BACKGROUND: Several of the most devastating human diseases are caused by eukaryotic parasites transmitted by arthropod vectors or through food and water contamination. These pathogens only represent a fraction of all unicellular eukaryotes and helminths that are present in the environment and many uncharacterized organisms might have subtle but pervasive effects on health, including by modifying the microbiome where they reside. Unfortunately, while we have modern molecular tools to characterize bacterial and, to a lesser extent, fungal communities, we lack suitable methods to comprehensively investigate and characterize most unicellular eukaryotes and helminths: the detection of these organisms often relies on microscopy that cannot differentiate related organisms, while molecular assays can only detect the pathogens specifically tested. RESULTS: Here, we describe a novel sequencing-based assay, akin to bacterial 16S rRNA sequencing, that enables high-throughput detection and characterization of a wide range of unicellular eukaryotes and helminths, including those from taxonomical groups containing all common human parasites. We designed and evaluated taxon-specific PCR primer pairs that selectively amplify all species from eight taxonomical groups (Apicomplexa, Amoeba, Diplomonadida, Kinetoplastida, Parabasalia, Nematoda, Platyhelminthes, and Microsporidia). We then used these primers to screen DNA extracted from clinical, biological, and environmental samples, and after next-generation sequencing, identified both known and previously undescribed organisms from most taxa targeted.

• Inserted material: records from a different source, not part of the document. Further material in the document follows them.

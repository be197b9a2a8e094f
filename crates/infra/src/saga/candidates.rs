//! Candidate lookup for the scheduling saga.

use std::collections::HashMap;
use std::fmt;
use std::sync::Arc;

use async_trait::async_trait;
use serde::{Deserialize, Serialize};
use serde_json::Value as JsonValue;
use tracing::warn;

use crate::projections::routes::ELIGIBLE_CANDIDATES;
use crate::projections::{ProjectionViewRecord, ViewStore};
use crate::store::StoreError;

/// Fixed ordinal skill scale.
#[derive(Debug, Copy, Clone, PartialEq, Eq, Hash, Serialize, Deserialize)]
#[serde(rename_all = "lowercase")]
pub enum SkillTier {
    Novice,
    Intermediate,
    Advanced,
    Expert,
    Master,
}

impl SkillTier {
    pub fn rank(self) -> u8 {
        match self {
            SkillTier::Novice => 1,
            SkillTier::Intermediate => 2,
            SkillTier::Advanced => 3,
            SkillTier::Expert => 4,
            SkillTier::Master => 5,
        }
    }

    /// True when this (granted) tier meets `required`.
    pub fn meets(self, required: SkillTier) -> bool {
        self.rank() >= required.rank()
    }

    pub fn as_str(self) -> &'static str {
        match self {
            SkillTier::Novice => "novice",
            SkillTier::Intermediate => "intermediate",
            SkillTier::Advanced => "advanced",
            SkillTier::Expert => "expert",
            SkillTier::Master => "master",
        }
    }
}

impl fmt::Display for SkillTier {
    fn fmt(&self, f: &mut fmt::Formatter<'_>) -> fmt::Result {
        f.write_str(self.as_str())
    }
}

#[derive(Debug, Clone, PartialEq, Eq, Serialize, Deserialize)]
#[serde(rename_all = "camelCase")]
pub struct SkillRequirement {
    pub tag_slug: String,
    pub minimum_tier: SkillTier,
}

impl fmt::Display for SkillRequirement {
    fn fmt(&self, f: &mut fmt::Formatter<'_>) -> fmt::Result {
        write!(f, "{}>={}", self.tag_slug, self.minimum_tier)
    }
}

#[derive(Debug, Clone, PartialEq, Eq)]
pub struct Candidate {
    pub member_id: String,
    pub eligible: bool,
    pub skills: HashMap<String, SkillTier>,
}

impl Candidate {
    pub fn satisfies(&self, requirement: &SkillRequirement) -> bool {
        self.skills
            .get(&requirement.tag_slug)
            .is_some_and(|granted| granted.meets(requirement.minimum_tier))
    }

    pub fn satisfies_all(&self, requirements: &[SkillRequirement]) -> bool {
        self.eligible && requirements.iter().all(|r| self.satisfies(r))
    }
}

#[async_trait]
pub trait CandidateDirectory: Send + Sync {
    /// Members currently eligible for assignment. `requirements` is a hint;
    /// callers still check every constraint.
    async fn eligible_candidates(
        &self,
        requirements: &[SkillRequirement],
    ) -> Result<Vec<Candidate>, StoreError>;
}

/// Reads candidates from the `eligible_candidates` projection view.
pub struct ProjectionCandidateDirectory {
    views: Arc<dyn ViewStore>,
}

impl ProjectionCandidateDirectory {
    pub fn new(views: Arc<dyn ViewStore>) -> Self {
        Self { views }
    }
}

fn candidate_from_view(key: String, record: &ProjectionViewRecord) -> Candidate {
    let member_id = record
        .field("memberId")
        .and_then(JsonValue::as_str)
        .map(str::to_string)
        .unwrap_or(key);
    let eligible = record
        .field("eligible")
        .and_then(JsonValue::as_bool)
        .unwrap_or(false);

    let mut skills = HashMap::new();
    if let Some(JsonValue::Object(map)) = record.field("skills") {
        for (tag, tier) in map {
            match serde_json::from_value::<SkillTier>(tier.clone()) {
                Ok(tier) => {
                    skills.insert(tag.clone(), tier);
                }
                Err(_) => warn!(member_id = %member_id, tag = %tag, value = %tier, "unknown skill tier ignored"),
            }
        }
    }

    Candidate {
        member_id,
        eligible,
        skills,
    }
}

#[async_trait]
impl CandidateDirectory for ProjectionCandidateDirectory {
    async fn eligible_candidates(
        &self,
        _requirements: &[SkillRequirement],
    ) -> Result<Vec<Candidate>, StoreError> {
        Ok(self
            .views
            .list(ELIGIBLE_CANDIDATES)
            .await?
            .into_iter()
            .map(|(key, record)| candidate_from_view(key, &record))
            .filter(|c| c.eligible)
            .collect())
    }
}

#[cfg(test)]
mod tests {
    use chrono::Utc;
    use eventrail_core::{EventId, TraceId};
    use serde_json::json;

    use super::*;
    use crate::projections::InMemoryViewStore;

    fn req(tag: &str, tier: SkillTier) -> SkillRequirement {
        SkillRequirement {
            tag_slug: tag.into(),
            minimum_tier: tier,
        }
    }

    #[test]
    fn tiers_are_ordered() {
        assert!(SkillTier::Master.meets(SkillTier::Expert));
        assert!(SkillTier::Expert.meets(SkillTier::Expert));
        assert!(!SkillTier::Advanced.meets(SkillTier::Expert));
        assert!(SkillTier::Novice.rank() < SkillTier::Intermediate.rank());
    }

    #[test]
    fn requirement_parses_from_camel_case() {
        let r: SkillRequirement =
            serde_json::from_value(json!({ "tagSlug": "rust", "minimumTier": "expert" })).unwrap();
        assert_eq!(r, req("rust", SkillTier::Expert));
        assert_eq!(r.to_string(), "rust>=expert");
    }

    #[test]
    fn ineligible_candidate_never_satisfies() {
        let c = Candidate {
            member_id: "m1".into(),
            eligible: false,
            skills: HashMap::from([("rust".to_string(), SkillTier::Master)]),
        };
        assert!(c.satisfies(&req("rust", SkillTier::Novice)));
        assert!(!c.satisfies_all(&[req("rust", SkillTier::Novice)]));
    }

    #[tokio::test]
    async fn directory_reads_eligible_members_from_view() {
        let views = Arc::new(InMemoryViewStore::new());
        let write = |fields: JsonValue| ProjectionViewRecord {
            fields: fields.as_object().cloned().unwrap_or_default(),
            last_processed_version: 1,
            trace_id: TraceId::parse("t").unwrap(),
            last_event_id: EventId::new(),
            updated_at: Utc::now(),
        };
        views
            .write(ELIGIBLE_CANDIDATES, "m1", write(json!({ "eligible": true, "skills": { "rust": "expert", "x": "guru" } })))
            .await
            .unwrap();
        views
            .write(ELIGIBLE_CANDIDATES, "m2", write(json!({ "eligible": false })))
            .await
            .unwrap();

        let directory = ProjectionCandidateDirectory::new(views);
        let found = directory.eligible_candidates(&[]).await.unwrap();

        assert_eq!(found.len(), 1);
        assert_eq!(found[0].member_id, "m1");
        assert_eq!(found[0].skills.get("rust"), Some(&SkillTier::Expert));
        assert!(!found[0].skills.contains_key("x"));
    }
}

CONCLUSIONS: This novel high-throughput assay enables comprehensive detection and identification of eukaryotic parasites and related organisms, from a wide range of complex biological and environmental samples. This approach can be easily deployed to many settings and will efficiently complement existing methods and provide a holistic perspective on the microbiome. ELECTRONIC SUPPLEMENTARY MATERIAL: The online version of this article (10.1186/s40168-018-0581-6) contains supplementary material, which is available to authorized users.